Top of Records supplied

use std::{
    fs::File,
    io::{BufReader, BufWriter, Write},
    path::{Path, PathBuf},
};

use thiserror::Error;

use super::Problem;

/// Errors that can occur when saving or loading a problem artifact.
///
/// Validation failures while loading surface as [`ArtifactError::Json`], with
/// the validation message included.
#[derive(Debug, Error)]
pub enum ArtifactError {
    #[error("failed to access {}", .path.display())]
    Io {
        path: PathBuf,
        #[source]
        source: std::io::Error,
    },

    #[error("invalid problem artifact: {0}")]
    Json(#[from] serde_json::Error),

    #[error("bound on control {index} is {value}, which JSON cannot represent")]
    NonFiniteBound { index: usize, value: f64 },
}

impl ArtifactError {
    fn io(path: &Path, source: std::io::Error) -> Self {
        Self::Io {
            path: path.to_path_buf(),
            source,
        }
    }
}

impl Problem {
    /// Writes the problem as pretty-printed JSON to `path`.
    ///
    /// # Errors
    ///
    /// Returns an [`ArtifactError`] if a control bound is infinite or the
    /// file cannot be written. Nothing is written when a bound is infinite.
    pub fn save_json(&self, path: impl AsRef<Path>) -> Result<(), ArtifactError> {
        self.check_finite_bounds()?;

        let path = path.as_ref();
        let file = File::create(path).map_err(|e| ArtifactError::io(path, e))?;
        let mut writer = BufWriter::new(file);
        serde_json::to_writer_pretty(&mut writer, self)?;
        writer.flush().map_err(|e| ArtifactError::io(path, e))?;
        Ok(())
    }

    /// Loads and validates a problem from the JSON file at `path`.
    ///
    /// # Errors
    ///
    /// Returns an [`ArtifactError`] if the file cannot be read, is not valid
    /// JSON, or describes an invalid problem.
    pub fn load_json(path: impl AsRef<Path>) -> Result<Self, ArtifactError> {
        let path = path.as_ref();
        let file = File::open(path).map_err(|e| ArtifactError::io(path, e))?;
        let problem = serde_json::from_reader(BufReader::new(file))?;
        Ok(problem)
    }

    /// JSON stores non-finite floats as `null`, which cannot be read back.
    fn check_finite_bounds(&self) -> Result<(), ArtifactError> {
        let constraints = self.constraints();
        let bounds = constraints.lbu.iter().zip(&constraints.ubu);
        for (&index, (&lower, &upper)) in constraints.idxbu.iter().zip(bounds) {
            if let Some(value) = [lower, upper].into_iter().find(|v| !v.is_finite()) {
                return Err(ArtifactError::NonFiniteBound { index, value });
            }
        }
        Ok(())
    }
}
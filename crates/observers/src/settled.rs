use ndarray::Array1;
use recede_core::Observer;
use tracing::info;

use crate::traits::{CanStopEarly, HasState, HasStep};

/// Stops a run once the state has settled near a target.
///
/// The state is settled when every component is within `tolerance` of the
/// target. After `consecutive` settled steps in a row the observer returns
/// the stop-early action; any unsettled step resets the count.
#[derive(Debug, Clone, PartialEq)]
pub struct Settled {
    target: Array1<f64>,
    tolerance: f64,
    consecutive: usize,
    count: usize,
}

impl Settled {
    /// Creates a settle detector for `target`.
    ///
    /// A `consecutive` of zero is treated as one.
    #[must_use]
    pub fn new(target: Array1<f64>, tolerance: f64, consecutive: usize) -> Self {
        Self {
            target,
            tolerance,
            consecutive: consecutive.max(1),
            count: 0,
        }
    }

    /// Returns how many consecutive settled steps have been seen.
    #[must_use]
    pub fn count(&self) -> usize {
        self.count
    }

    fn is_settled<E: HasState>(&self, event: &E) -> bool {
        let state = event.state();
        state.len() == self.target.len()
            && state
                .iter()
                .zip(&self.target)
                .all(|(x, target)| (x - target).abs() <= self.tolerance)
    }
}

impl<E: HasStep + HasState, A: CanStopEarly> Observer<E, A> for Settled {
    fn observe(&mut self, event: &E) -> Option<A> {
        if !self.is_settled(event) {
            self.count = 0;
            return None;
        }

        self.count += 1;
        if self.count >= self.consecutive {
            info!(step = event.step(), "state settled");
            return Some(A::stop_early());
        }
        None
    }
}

Bottom of Records supplied

*What you need to do*
Repeat all of the records, letter for letter.

*Answer for the task*
use std::{
    fs::File,
    io::{BufReader, BufWriter, Write},
    path::{Path, PathBuf},
};

use thiserror::Error;

use super::Problem;

/// Errors that can occur when saving or loading a problem artifact.
///
/// Validation failures while loading surface as [`ArtifactError::Json`], with
/// the validation message included.
#[derive(Debug, Error)]
pub enum ArtifactError {
    #[error("failed to access {}", .path.display())]
    Io {
        path: PathBuf,
        #[source]
        source: std::io::Error,
    },

    #[error("invalid problem artifact: {0}")]
    Json(#[from] serde_json::Error),

    #[error("bound on control {index} is {value}, which JSON cannot represent")]
    NonFiniteBound { index: usize, value: f64 },
}

impl ArtifactError {
    fn io(path: &Path, source: std::io::Error) -> Self {
        Self::Io {
            path: path.to_path_buf(),
            source,
        }
    }
}

impl Problem {
    /// Writes the problem as pretty-printed JSON to `path`.
    ///
    /// # Errors
    ///
    /// Returns an [`ArtifactError`] if a control bound is infinite or the
    /// file cannot be written. Nothing is written when a bound is infinite.
    pub fn save_json(&self, path: impl AsRef<Path>) -> Result<(), ArtifactError> {
        self.check_finite_bounds()?;

        let path = path.as_ref();
        let file = File::create(path).map_err(|e| ArtifactError::io(path, e))?;
        let mut writer = BufWriter::new(file);
        serde_json::to_writer_pretty(&mut writer, self)?;
        writer.flush().map_err(|e| ArtifactError::io(path, e))?;
        Ok(())
    }

    /// Loads and validates a problem from the JSON file at `path`.
    ///
    /// # Errors
    ///
    /// Returns an [`ArtifactError`] if the file cannot be read, is not valid
    /// JSON, or describes an invalid problem.
    pub fn load_json(path: impl AsRef<Path>) -> Result<Self, ArtifactError> {
        let path = path.as_ref();
        let file = File::open(path).map_err(|e| ArtifactError::io(path, e))?;
        let problem = serde_json::from_reader(BufReader::new(file))?;
        Ok(problem)
    }

    /// JSON stores non-finite floats as `null`, which cannot be read back.
    fn check_finite_bounds(&self) -> Result<(), ArtifactError> {
        let constraints = self.constraints();
        let bounds = constraints.lbu.iter().zip(&constraints.ubu);
        for (&index, (&lower, &upper)) in constraints.idxbu.iter().zip(bounds) {
            if let Some(value) = [lower, upper].into_iter().find(|v| !v.is_finite()) {
                return Err(ArtifactError::NonFiniteBound { index, value });
            }
        }
        Ok(())
    }
}
filename crates/observers/src/settled.rs
use ndarray::Array1;
use recede_core::Observer;
use tracing::info;

use crate::traits::{CanStopEarly, HasState, HasStep};

/// Stops a run once the state has settled near a target.
///
/// The state is settled when every component is within `tolerance` of the
/// target. After `consecutive` settled steps in a row the observer returns
/// the stop-early action; any unsettled step resets the count.
#[derive(Debug, Clone, PartialEq)]
pub struct Settled {
    target: Array1<f64>,
    tolerance: f64,
    consecutive: usize,
    count: usize,
}

impl Settled {
    /// Creates a settle detector for `target`.
    ///
    /// A `consecutive` of zero is treated as one.
    #[must_use]
    pub fn new(target: Array1<f64>, tolerance: f64, consecutive: usize) -> Self {
        Self {
            target,
            tolerance,
            consecutive: consecutive.max(1),
            count: 0,
        }
    }

    /// Returns how many consecutive settled steps have been seen.
    #[must_use]
    pub fn count(&self) -> usize {
        self.count
    }

    fn is_settled<E: HasState>(&self, event: &E) -> bool {
        let state = event.state();
        state.len() == self.target.len()
            && state
                .iter()
                .zip(&self.target)
                .all(|(x, target)| (x - target).abs() <= self.tolerance)
    }
}

impl<E: HasStep + HasState, A: CanStopEarly> Observer<E, A> for Settled {
    fn observe(&mut self, event: &E) -> Option<A> {
        if !self.is_settled(event) {
            self.count = 0;
            return None;
        }

        self.count += 1;
        if self.count >= self.consecutive {
            info!(step = event.step(), "state settled");
            return Some(A::stop_early());
        }
        None
    }
}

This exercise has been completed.